**Task details:** The result should be every line that contains the word "GuardedPipeline", taken from the material.

**Data:**
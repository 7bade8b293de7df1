//! Configuration to acknowledge developer preferences as well as set defaults.
//!
//! We look for a linesplice.toml in the working directory (or the path given on the command
//! line), and if present we load marker counts and backup preferences from there.

use crate::error::SpliceError;
use facet::Facet;
use std::fs;
use std::io;
use std::path::{Path, PathBuf};

/// Configuration file looked up in the working directory.
pub const CONFIG_FILE: &str = "linesplice.toml";

#[derive(Facet, Clone, Debug, PartialEq, Eq)]
/// User preferences loaded from linesplice.toml or falling back to defaults.
pub struct Config {
    #[facet(default = 2)]
    /// Opening marker lines dropped at the skip start.
    pub open_markers: usize,
    #[facet(default = 1)]
    /// Closing marker lines dropped at the skip end.
    pub close_markers: usize,
    #[facet(default = false)]
    /// Keep a copy of the original file when writing.
    pub backup: bool,
    #[facet(default = ".orig".to_string())]
    /// Suffix appended to the original path for the backup copy.
    pub backup_suffix: String,
}

impl Config {
    /// Load configuration from `path`, or from linesplice.toml when no path is given.
    ///
    /// A missing default file yields the defaults; an explicitly requested file must exist.
    ///
    /// # Errors
    ///
    /// Returns a `Config` error if the file cannot be read or parsed.
    pub fn load(path: Option<&Path>) -> Result<Self, SpliceError> {
        let explicit = path.is_some();
        let path = path.map_or_else(|| PathBuf::from(CONFIG_FILE), Path::to_path_buf);

        let contents = match fs::read_to_string(&path) {
            Ok(contents) => contents,
            Err(e) if e.kind() == io::ErrorKind::NotFound && !explicit => String::new(),
            Err(e) => {
                return Err(SpliceError::Config {
                    path,
                    message: e.to_string(),
                })
            }
        };
        let config = Self::parse(&contents).map_err(|message| SpliceError::Config {
            path: path.clone(),
            message,
        })?;
        tracing::debug!(path = %path.display(), ?config, "loaded configuration");
        Ok(config)
    }

    /// Parse configuration from TOML text; empty text gives the defaults.
    ///
    /// # Errors
    ///
    /// Returns the parser message if the text is not a valid configuration.
    pub fn parse(contents: &str) -> Result<Self, String> {
        facet_toml::from_str::<Self>(contents).map_err(|e| e.to_string())
    }
}

#[cfg(test)]
#[path = "tests/config.rs"]
mod tests;
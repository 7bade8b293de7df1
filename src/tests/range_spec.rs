use super::{Anchor, RangeSpec, Relocation};
use crate::error::{Boundary, SpliceError};

fn numbered(count: usize) -> Vec<String> {
    (0..count).map(|i| format!("line {i}")).collect()
}

fn boundary_of(err: &SpliceError) -> Option<Boundary> {
    match err {
        SpliceError::RangeOutOfBounds { boundary, .. } => Some(*boundary),
        _ => None,
    }
}

#[test]
fn test_resolve_ranges() {
    let spec =
        RangeSpec::new(2, 7).relocate(Relocation::new(9, Anchor::Line(1)).drop_closer(true));
    let resolved = spec.resolve(&numbered(10)).unwrap();

    assert_eq!(resolved.open, 2..4);
    assert_eq!(resolved.body, 4..7);
    assert_eq!(resolved.close, 7..8);
    assert_eq!(resolved.block, 8..9);
    assert_eq!(resolved.closer, Some(9));
    assert_eq!(resolved.anchor, Some(1));
}

#[test]
fn test_open_markers_overrunning_close() {
    let err = RangeSpec::new(3, 4).resolve(&numbered(10)).unwrap_err();
    assert_eq!(boundary_of(&err), Some(Boundary::SkipStart));
}

#[test]
fn test_close_past_end() {
    let err = RangeSpec::new(0, 5).resolve(&numbered(5)).unwrap_err();
    assert_eq!(boundary_of(&err), Some(Boundary::SkipEnd));
}

#[test]
fn test_block_end_out_of_order() {
    let lines = numbered(10);
    let before = RangeSpec::new(0, 4).relocate(Relocation::new(3, Anchor::Line(8)));
    let past = RangeSpec::new(0, 4).relocate(Relocation::new(11, Anchor::Line(8)));
    let no_closer =
        RangeSpec::new(0, 4).relocate(Relocation::new(10, Anchor::Line(8)).drop_closer(true));

    for spec in [before, past, no_closer] {
        let err = spec.resolve(&lines).unwrap_err();
        assert_eq!(boundary_of(&err), Some(Boundary::BlockEnd), "{spec:?}");
    }
}

#[test]
fn test_anchor_must_survive() {
    let lines = numbered(10);
    for anchor in [2, 3, 7, 8, 12] {
        let spec = RangeSpec::new(2, 7).relocate(Relocation::new(9, Anchor::Line(anchor)));
        let err = spec.resolve(&lines).unwrap_err();
        assert_eq!(boundary_of(&err), Some(Boundary::Anchor), "anchor {anchor}");
    }
}

#[test]
fn test_anchor_inside_body_is_allowed() {
    let spec = RangeSpec::new(2, 7).relocate(Relocation::new(9, Anchor::Line(5)));
    let resolved = spec.resolve(&numbered(10)).unwrap();
    assert_eq!(resolved.anchor, Some(5));
}

#[test]
fn test_pattern_anchor_skips_removed_lines() {
    let mut lines = numbered(10);
    lines[8] = "Date".to_string();
    lines[9] = "Date".to_string();
    let spec =
        RangeSpec::new(2, 7).relocate(Relocation::new(9, Anchor::Pattern("Date".into())));
    assert_eq!(spec.resolve(&lines).unwrap().anchor, Some(9));
}

#[test]
fn test_pattern_anchor_not_found() {
    let spec =
        RangeSpec::new(2, 7).relocate(Relocation::new(9, Anchor::Pattern("missing".into())));
    let err = spec.resolve(&numbered(10)).unwrap_err();
    assert!(matches!(err, SpliceError::AnchorNotFound { pattern } if pattern == "missing"));
}

#[test]
fn test_marker_guards() {
    let mut lines = numbered(10);
    lines[2] = "<View style={{ flexDirection: 'row' }}>".to_string();
    lines[7] = "</View>".to_string();

    let ok = RangeSpec::new(2, 7).guard(Some("flexDirection".into()), Some("</View>".into()));
    assert!(ok.resolve(&lines).is_ok());

    let stale = RangeSpec::new(2, 7).guard(None, Some("</TouchableOpacity>".into()));
    let err = stale.resolve(&lines).unwrap_err();
    match err {
        SpliceError::MarkerMismatch { index, found, .. } => {
            assert_eq!(index, 7);
            assert_eq!(found, "</View>");
        }
        other => panic!("expected MarkerMismatch, got {other:?}"),
    }
}

#[test]
fn test_dropped_count() {
    assert_eq!(RangeSpec::new(0, 2).dropped_count(), 3);
    assert_eq!(RangeSpec::noop().dropped_count(), 0);
    let with_closer =
        RangeSpec::new(0, 2).relocate(Relocation::new(4, Anchor::Line(5)).drop_closer(true));
    assert_eq!(with_closer.dropped_count(), 4);
}

#[test]
fn test_error_message_names_boundary() {
    let err = RangeSpec::new(0, 5).resolve(&numbered(5)).unwrap_err();
    assert!(err.to_string().starts_with("skip-end boundary 5"), "{err}");
}

#[test]
fn test_one_based_shifts_every_boundary() {
    let relocation = Relocation::new(7357, Anchor::Line(7394)).drop_closer(true);
    let spec = RangeSpec::new(7330, 7347).relocate(relocation);
    let spec = spec.into_zero_based().unwrap();

    assert_eq!(spec.skip_start, 7329);
    assert_eq!(spec.skip_end, 7346);
    let relocation = spec.relocation.unwrap();
    assert_eq!(relocation.block_end, 7356);
    assert_eq!(relocation.anchor, Anchor::Line(7393));
}

#[test]
fn test_one_based_block_end_is_outer_closer_line() {
    // 1-based: 1 anchor, 2-3 open, 4 body, 5 close, 6 block, 7 outer closer, 8 tail
    let lines: Vec<String> = (1..=8).map(|i| format!("line {i}")).collect();
    let relocation = Relocation::new(7, Anchor::Line(1)).drop_closer(true);
    let spec = RangeSpec::new(2, 5).relocate(relocation);
    let spec = spec.into_zero_based().unwrap();
    let result = crate::line_filter::transform(&lines, &spec).unwrap();

    assert_eq!(result.lines, vec!["line 1", "line 6", "line 4", "line 8"]);
}

#[test]
fn test_one_based_leaves_pattern_anchor_alone() {
    let relocation = Relocation::new(4, Anchor::Pattern("Date".into()));
    let spec = RangeSpec::new(1, 2).markers(1, 1).relocate(relocation);
    let spec = spec.into_zero_based().unwrap();

    let relocation = spec.relocation.unwrap();
    assert_eq!(relocation.anchor, Anchor::Pattern("Date".into()));
    assert_eq!(relocation.block_end, 3);
}

#[test]
fn test_one_based_rejects_line_zero() {
    let zero_block_end = Relocation::new(0, Anchor::Line(9));
    let zero_anchor = Relocation::new(6, Anchor::Line(0));
    let cases = [
        (RangeSpec::new(0, 4), Boundary::SkipStart),
        (RangeSpec::new(1, 0), Boundary::SkipEnd),
        (RangeSpec::new(1, 4).relocate(zero_block_end), Boundary::BlockEnd),
        (RangeSpec::new(1, 4).relocate(zero_anchor), Boundary::Anchor),
    ];

    for (spec, boundary) in cases {
        let err = spec.into_zero_based().unwrap_err();
        assert_eq!(boundary_of(&err), Some(boundary));
    }
}
use axum::extract::FromRef;

use crate::analysis::AnalysisPipeline;
use crate::request_log::RequestLogStore;
use std::sync::Arc;

use super::ServerConfig;

pub type GuardedPipeline = Arc<AnalysisPipeline>;
pub type GuardedRequestLog = Arc<dyn RequestLogStore>;

#[derive(Clone)]
pub struct ServerState {
    pub config: ServerConfig,
    pub pipeline: GuardedPipeline,
    pub request_log: GuardedRequestLog,
}

impl FromRef<ServerState> for GuardedPipeline {
    fn from_ref(input: &ServerState) -> Self {
        input.pipeline.clone()
    }
}

impl FromRef<ServerState> for GuardedRequestLog {
    fn from_ref(input: &ServerState) -> Self {
        input.request_log.clone()
    }
}

impl FromRef<ServerState> for ServerConfig {
    fn from_ref(input: &ServerState) -> Self {
        input.config.clone()
    }
}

**Solution for this exercise:**
pub type GuardedPipeline = Arc<AnalysisPipeline>;
    pub pipeline: GuardedPipeline,
impl FromRef<ServerState> for GuardedPipeline {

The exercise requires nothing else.